Gander September 11

September 14, 2011 by USA Post 

Gander September 11Gander September 11, Little Gander, NL, become high praise Thursday at the anniversary summit of prestige 9.11 in Washington, DC  With 10,000 inhabitants, who joined together to house and feed 6,500 passengers stranded for several days after U.S. airspace was closed in the hours following the terrorist attacks of September 11, 2001, will receive the International Award of the Center for Resistance National Policy.

“The story is amazing. The common people, with literally no notice at home took 6500 passengers who had not met the need at a time of crisis,” said Scott Bates, vice-center president.

“For us, this is a moment of heroism in the community,” said Bates. “It’s something we want to present to people in the United States recalled what Canada did for us and also, perhaps more importantly, how Gander is an example of how communities in North America must respond in a time of crisis.

“Instead of coming apart, they came together.”

Zane Tucker, Gander deputy mayor, said that the people are honored by the recognition of his efforts 10 years ago.

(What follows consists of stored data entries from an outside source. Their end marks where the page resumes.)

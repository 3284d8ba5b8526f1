//! Prescriptions: compounded set items dispensed from stock, each with an
//! optional e-ticket label
//!
//! Numbers are unique per calendar day of the prescription date, taken in
//! the client's offset. Stock is checked for every line of the document
//! before anything is subtracted.

use std::collections::HashMap;
use std::io::{Cursor, Write};
use std::sync::Arc;

use chrono::{DateTime, FixedOffset, Local, NaiveDate};
use rust_decimal::Decimal;
use serde::{Deserialize, Serialize};
use shared::{
    parse_positive_quantity, validate_document_number, validate_eticket_size,
    validate_line_totals, ArtifactKind, AuditAction, DateWindow, DocumentDate, DocumentKind,
    ListFilter, NextNumber, StockRequirement,
};
use sqlx::{FromRow, PgConnection, PgPool};
use validator::Validate;
use zip::write::SimpleFileOptions;
use zip::{CompressionMethod, ZipWriter};

use crate::error::{AppError, AppResult};
use crate::services::audit::{AuditLog, AuditTrail};
use crate::services::auth::AuthUser;
use crate::services::catalog::{CatalogKind, CatalogService};
use crate::services::document::{
    abort, artifact_bytes, document_timestamp, publish, soft_delete, Condition, DocumentOutcome,
    DocumentStore, ListQuery,
};
use crate::services::renderer::{DocumentRenderer, PageSize, RenderPayload};
use crate::services::sales_invoice::{SalesInvoiceIdentity, SalesInvoiceStore};
use crate::services::stock::{StockEngine, StockLine};
use crate::services::unit::UnitCatalog;

pub const ZIP_FILE_NAME: &str = "pdfFiles.zip";

#[derive(Debug, Clone, Deserialize, Serialize)]
#[serde(rename_all = "camelCase")]
pub struct InvoiceReference {
    pub number: i32,
    pub customer_name: String,
    pub invoice_date: String,
}

#[derive(Debug, Clone, Deserialize, Serialize, Validate)]
#[serde(rename_all = "camelCase")]
pub struct PrescriptionInput {
    pub invoice: InvoiceReference,
    pub number: i32,
    #[validate(length(min = 1))]
    pub prescription_date: String,
    #[validate(length(min = 1))]
    pub patient_name: String,
    #[serde(default)]
    pub patient_age: i32,
    #[validate(length(min = 1))]
    pub doctor_name: String,
    #[serde(default)]
    pub qty: Decimal,
    #[serde(default)]
    pub price: Decimal,
    pub total_price: Decimal,
    #[serde(default)]
    pub description: String,
    #[validate(length(min = 1))]
    pub set_items: Vec<SetItemInput>,
}

#[derive(Debug, Clone, Deserialize, Serialize)]
#[serde(rename_all = "camelCase")]
pub struct SetItemInput {
    pub medicine_lists: Vec<PrescriptionLineInput>,
    #[serde(default)]
    pub mf: String,
    #[serde(default)]
    pub dose: String,
    #[serde(default)]
    pub set_unit: String,
    #[serde(default)]
    pub consume_time: String,
    #[serde(default)]
    pub det: String,
    #[serde(default)]
    pub usage: String,
    #[serde(default)]
    pub must_finish: bool,
    #[serde(default)]
    pub print_eticket: bool,
    #[serde(default)]
    pub eticket: EticketInput,
}

#[derive(Debug, Clone, Deserialize, Serialize)]
#[serde(rename_all = "camelCase")]
pub struct EticketInput {
    #[serde(default)]
    pub number: i32,
    #[serde(default)]
    pub medicine_qty: Decimal,
    #[serde(default = "default_eticket_size")]
    pub size: String,
}

impl Default for EticketInput {
    fn default() -> Self {
        Self {
            number: 0,
            medicine_qty: Decimal::ZERO,
            size: default_eticket_size(),
        }
    }
}

fn default_eticket_size() -> String {
    "7x4".to_string()
}

#[derive(Debug, Clone, Deserialize, Serialize)]
#[serde(rename_all = "camelCase")]
pub struct PrescriptionLineInput {
    pub medicine_barcode: String,
    pub medicine_name: String,
    /// Plain number or fraction, e.g. `1/2`
    pub qty: String,
    pub unit: String,
    pub price: Decimal,
    #[serde(default)]
    pub discount: Decimal,
    pub subtotal: Decimal,
}

#[derive(Debug, Deserialize)]
#[serde(rename_all = "camelCase")]
pub struct ModifyPrescriptionInput {
    pub id: i32,
    pub new_data: PrescriptionInput,
}

#[derive(Debug, Clone, Serialize, FromRow)]
#[serde(rename_all = "camelCase")]
pub struct PrescriptionSummary {
    pub id: i32,
    pub invoice_id: i32,
    pub invoice_number: i32,
    pub customer_name: String,
    pub number: i32,
    pub prescription_date: DateTime<Local>,
    pub patient_name: String,
    pub doctor_name: String,
    pub qty: Decimal,
    pub price: Decimal,
    pub total_price: Decimal,
    pub description: String,
    pub user_name: String,
    pub last_modified: DateTime<Local>,
    pub pdf_url: String,
}
//! Domain errors raised by the pure stock and document rules

use rust_decimal::Decimal;
use thiserror::Error;

#[derive(Error, Debug, Clone, PartialEq)]
pub enum DomainError {
    #[error("unknown unit name for {medicine}")]
    UnknownUnitForMedicine { medicine: String },

    #[error("received {medicine} would be {received}, larger than ordered {ordered}")]
    ReceivedExceedsOrdered {
        medicine: String,
        received: Decimal,
        ordered: Decimal,
    },

    #[error("received {medicine} would go below zero ({received})")]
    ReceivedWouldGoNegative { medicine: String, received: Decimal },

    #[error("invalid quantity: {0}")]
    InvalidQuantity(String),

    #[error("invalid date: {0}")]
    InvalidDate(String),

    #[error("invalid list filter: {0}")]
    InvalidListFilter(String),
}

impl DomainError {
    /// Stable machine-readable code used in response envelopes
    pub fn code(&self) -> &'static str {
        match self {
            DomainError::UnknownUnitForMedicine { .. } => "UNKNOWN_UNIT_FOR_MEDICINE",
            DomainError::ReceivedExceedsOrdered { .. } => "RECEIVED_EXCEEDS_ORDERED",
            DomainError::ReceivedWouldGoNegative { .. } => "RECEIVED_WOULD_GO_NEGATIVE",
            DomainError::InvalidQuantity(_) => "INVALID_QUANTITY",
            DomainError::InvalidDate(_) => "INVALID_DATE",
            DomainError::InvalidListFilter(_) => "INVALID_LIST_FILTER",
        }
    }

    /// Payload-shaped errors are the caller's fault, the rest are rule violations
    pub fn is_payload_error(&self) -> bool {
        matches!(
            self,
            DomainError::InvalidQuantity(_)
                | DomainError::InvalidDate(_)
                | DomainError::InvalidListFilter(_)
        )
    }
}

pub type DomainResult<T> = Result<T, DomainError>;
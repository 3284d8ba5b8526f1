//! Health check handlers

use axum::{extract::State, Json};
use serde::Serialize;

use crate::AppState;

#[derive(Serialize)]
pub struct HealthResponse {
    pub status: String,
    pub version: String,
    pub database: String,
}

pub async fn root() -> &'static str {
    "Pharmacy POS API v1"
}

/// Health check endpoint handler
pub async fn health_check(State(state): State<AppState>) -> Json<HealthResponse> {
    let db_status = match sqlx::query("SELECT 1").execute(&state.db).await {
        Ok(_) => "connected".to_string(),
        Err(_) => "disconnected".to_string(),
    };

    Json(HealthResponse {
        status: "healthy".to_string(),
        version: env!("CARGO_PKG_VERSION").to_string(),
        database: db_status,
    })
}
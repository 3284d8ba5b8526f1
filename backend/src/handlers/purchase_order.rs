//! Purchase order handlers

use axum::{
    extract::{Path, State},
    http::StatusCode,
    response::Response,
    Json,
};
use shared::{ListWindowRequest, NextNumber};

use crate::error::AppResult;
use crate::handlers::{document_response, list_request, pdf, IdInput};
use crate::middleware::CurrentUser;
use crate::response::ApiResponse;
use crate::services::document::DocumentOutcome;
use crate::services::purchase_order::{
    ModifyPurchaseOrderInput, PurchaseOrderDetail, PurchaseOrderInput, PurchaseOrderSummary,
};
use crate::services::PurchaseOrderService;
use crate::AppState;

fn orders(state: &AppState) -> PurchaseOrderService {
    PurchaseOrderService::new(state.db.clone(), state.audit.clone(), state.renderer.clone())
}

pub async fn create_purchase_order(
    State(state): State<AppState>,
    current_user: CurrentUser,
    Json(input): Json<PurchaseOrderInput>,
) -> AppResult<ApiResponse<DocumentOutcome>> {
    let outcome = orders(&state).create(input, &current_user.0).await?;
    Ok(document_response(
        StatusCode::CREATED,
        format!("purchase order number {} created by {}", outcome.number, current_user.0.name),
        outcome,
    ))
}

pub async fn next_purchase_order_number(
    State(state): State<AppState>,
    _current_user: CurrentUser,
) -> AppResult<Json<NextNumber>> {
    Ok(Json(orders(&state).next_number().await?))
}

pub async fn list_purchase_orders(
    State(state): State<AppState>,
    _current_user: CurrentUser,
    Path((params, val)): Path<(String, String)>,
    Json(body): Json<ListWindowRequest>,
) -> AppResult<Json<Vec<PurchaseOrderSummary>>> {
    let (filter, window) = list_request(&params, &val, &body)?;
    Ok(Json(orders(&state).list(&filter, &window).await?))
}

pub async fn purchase_order_detail(
    State(state): State<AppState>,
    _current_user: CurrentUser,
    Json(input): Json<IdInput>,
) -> AppResult<Json<PurchaseOrderDetail>> {
    Ok(Json(orders(&state).detail(input.id).await?))
}

pub async fn modify_purchase_order(
    State(state): State<AppState>,
    current_user: CurrentUser,
    Json(input): Json<ModifyPurchaseOrderInput>,
) -> AppResult<ApiResponse<DocumentOutcome>> {
    let outcome = orders(&state).modify(input, &current_user.0).await?;
    Ok(document_response(
        StatusCode::OK,
        format!("purchase order number {} modified by {}", outcome.number, current_user.0.name),
        outcome,
    ))
}

pub async fn delete_purchase_order(
    State(state): State<AppState>,
    current_user: CurrentUser,
    Json(input): Json<IdInput>,
) -> AppResult<ApiResponse<()>> {
    let actor = current_user.admin()?;
    let logs = orders(&state).delete(input.id, actor).await?;
    Ok(ApiResponse::ok(
        format!("purchase order id {} deleted by {}", input.id, actor.name),
        (),
    )
    .with_logs(logs))
}

pub async fn print_purchase_order(
    State(state): State<AppState>,
    _current_user: CurrentUser,
    Json(input): Json<IdInput>,
) -> AppResult<Response> {
    let (name, bytes) = orders(&state).print(input.id).await?;
    Ok(pdf(&name, bytes))
}
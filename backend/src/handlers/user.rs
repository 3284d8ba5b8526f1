//! User and session handlers

use axum::{
    extract::{Path, State},
    Json,
};

use crate::error::AppResult;
use crate::handlers::IdInput;
use crate::middleware::CurrentUser;
use crate::response::ApiResponse;
use crate::services::auth::{LoginInput, LoginResponse};
use crate::services::user::{
    ChangeAdminInput, ModifyUserInput, RegisterUserInput, RemoveUserInput, User,
};
use crate::services::{AuthService, UserService};
use crate::AppState;

fn users(state: &AppState) -> UserService {
    UserService::new(state.db.clone(), state.audit.clone())
}

fn auth(state: &AppState) -> AuthService {
    AuthService::new(state.db.clone(), &state.config)
}

pub async fn login(
    State(state): State<AppState>,
    Json(input): Json<LoginInput>,
) -> AppResult<Json<LoginResponse>> {
    let token = auth(&state).login(input).await?;
    Ok(Json(token))
}

pub async fn logout(
    State(state): State<AppState>,
    current_user: CurrentUser,
) -> AppResult<ApiResponse<()>> {
    auth(&state).logout(&current_user.0).await?;
    Ok(ApiResponse::ok(format!("{} logged out", current_user.0.name), ()))
}

/// Admin only, re-checked against the admin's own password
pub async fn register(
    State(state): State<AppState>,
    current_user: CurrentUser,
    Json(input): Json<RegisterUserInput>,
) -> AppResult<ApiResponse<User>> {
    auth(&state)
        .verify_admin_password(&current_user.0, &input.admin_password)
        .await?;
    let user = users(&state).register(input, &current_user.0).await?;
    Ok(ApiResponse::created(
        format!("{} registered by {}", user.name, current_user.0.name),
        user,
    ))
}

pub async fn list_users(
    State(state): State<AppState>,
    current_user: CurrentUser,
    Path((params, val)): Path<(String, String)>,
) -> AppResult<Json<Vec<User>>> {
    current_user.admin()?;
    let list = users(&state).list(&params, &val).await?;
    Ok(Json(list))
}

pub async fn current_user(
    State(state): State<AppState>,
    current_user: CurrentUser,
) -> AppResult<Json<User>> {
    let user = users(&state).get_by_id(current_user.0.id).await?;
    Ok(Json(user))
}

pub async fn user_detail(
    State(state): State<AppState>,
    current_user: CurrentUser,
    Json(input): Json<IdInput>,
) -> AppResult<Json<User>> {
    current_user.admin()?;
    let user = users(&state).get_by_id(input.id).await?;
    Ok(Json(user))
}

pub async fn modify_user(
    State(state): State<AppState>,
    current_user: CurrentUser,
    Json(input): Json<ModifyUserInput>,
) -> AppResult<ApiResponse<User>> {
    auth(&state)
        .verify_admin_password(&current_user.0, &input.new_data.admin_password)
        .await?;
    let user = users(&state).modify(input, &current_user.0).await?;
    Ok(ApiResponse::ok(
        format!("{} modified by {}", user.name, current_user.0.name),
        user,
    ))
}

pub async fn set_admin(
    State(state): State<AppState>,
    current_user: CurrentUser,
    Json(input): Json<ChangeAdminInput>,
) -> AppResult<ApiResponse<User>> {
    auth(&state)
        .verify_admin_password(&current_user.0, &input.admin_password)
        .await?;
    let user = users(&state).set_admin(input, &current_user.0).await?;
    Ok(ApiResponse::ok(
        format!("{} admin status set to {}", user.name, user.admin),
        user,
    ))
}

pub async fn delete_user(
    State(state): State<AppState>,
    current_user: CurrentUser,
    Json(input): Json<RemoveUserInput>,
) -> AppResult<ApiResponse<()>> {
    auth(&state)
        .verify_admin_password(&current_user.0, &input.admin_password)
        .await?;
    users(&state).delete(input.id, &current_user.0).await?;
    Ok(ApiResponse::ok(
        format!("user id {} deleted by {}", input.id, current_user.0.name),
        (),
    ))
}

“I did not for recognition, or thanks or praise, but it is humiliating that people still remember what he did 10 years later Gander” he said from Gander Wednesday. “One thing that Newfoundland and Labradorians are known for is its generous hospitality. What happened in Gander 10 years ago just one example of the spirit that we have a province.”

Gander has been given two pieces of twisted steel from the rubble of the World Trade Center in recognition of the courageous efforts of the city as a result of 9.11. The second part arrived Wednesday, and Tucker said the twisted steel is in the aviation museum in the city as part of the screen 11.9.

Defence Minister Peter MacKay is also expected to give a speech at the summit in Washington on Thursday.

In the hours following the 9-11 terrorist attacks, some 38 transatlantic flights were diverted to Gander. Newfoundland took in nearly half of all flights diverted to Canada from destinations in the U.S. North America, when airspace was closed on September 11, 2001.